With a groan like underground thunder Baxter had left the chair, pressed his hands to his stomach and bent over them, writhing epileptically. I was surprised he did not fall, but not by his distress. The solicitor had mixed facts and lies so cleverly that for a moment even I believed him. But Bella sprang to Baxter’s side, put an arm round his waist and soothed him upright again. This brought me to my senses. If the visitors had never before heard the cold fury of a thoroughly rational Scot, they heard it now.
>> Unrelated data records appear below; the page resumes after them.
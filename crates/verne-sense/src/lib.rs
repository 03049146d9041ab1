//! Sensor systems: each one samples a hardware capability on its own
//! schedule, updates the shared telemetry record, and publishes typed
//! events. Hardware access goes through capability traits so bench runs
//! swap in simulated sources via configuration.

pub mod battery;
pub mod beacon;
pub mod capability;
pub mod current;
pub mod doctor;
pub mod environment;
pub mod gps;
pub mod receptor;

use thiserror::Error;

/// Error payload shared by every sensor error channel. Transient by
/// definition: sampling loops report these and keep going.
#[derive(Debug, Clone, Error)]
pub enum SenseError {
    #[error("read failed: {0}")]
    Read(String),
    #[error("malformed nmea sentence: {0}")]
    Nmea(String),
    #[error("analog channel fault: {0}")]
    Analog(String),
    #[error("radio link fault: {0}")]
    Radio(String),
    #[error("environment sensor fault: {0}")]
    Environment(String),
}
“Mr. Baxter would be a stone statue if he felt no pain,” I told them. “You have used this wise, kind, self-sacrificing man’s hospitality to call him a freak and a liar. In the hearing of the patient whose life he saved you have accused him of viciously assaulting her. You know nothing of the terrible crack which rings her cranium — had he not tended her like a mother and educated her like a father it would have caused worse than total amnesia: she would be an imbecile. His tour with her was no amorous excursion, but the best way of reintroducing her to a world she had forgotten. He did not connive at her elopement with Wedderburn — he tried to dissuade her, begged me to dissuade her, and when we both failed he gave her means to return to us when she tired of the escapade. No roué discarding a mistress would have done that ! You have also had the insolence to call me — his best friend! Archibald McCandless M.D. of Glasgow Royal Infirmary! — you have dared to call me a low-born ruffian and weak-minded parasite. No wonder that vagal nerve discharge has induced reverse peristalsis and that excess pancreatic juice has irritated the oesophagus causing severe heartburn! And you say his pain at such vilification is a sign of GUILT!!!??? Think black black shame of yourselves, gentlemen. You have almost persuaded me that you are not gentlemen at all.”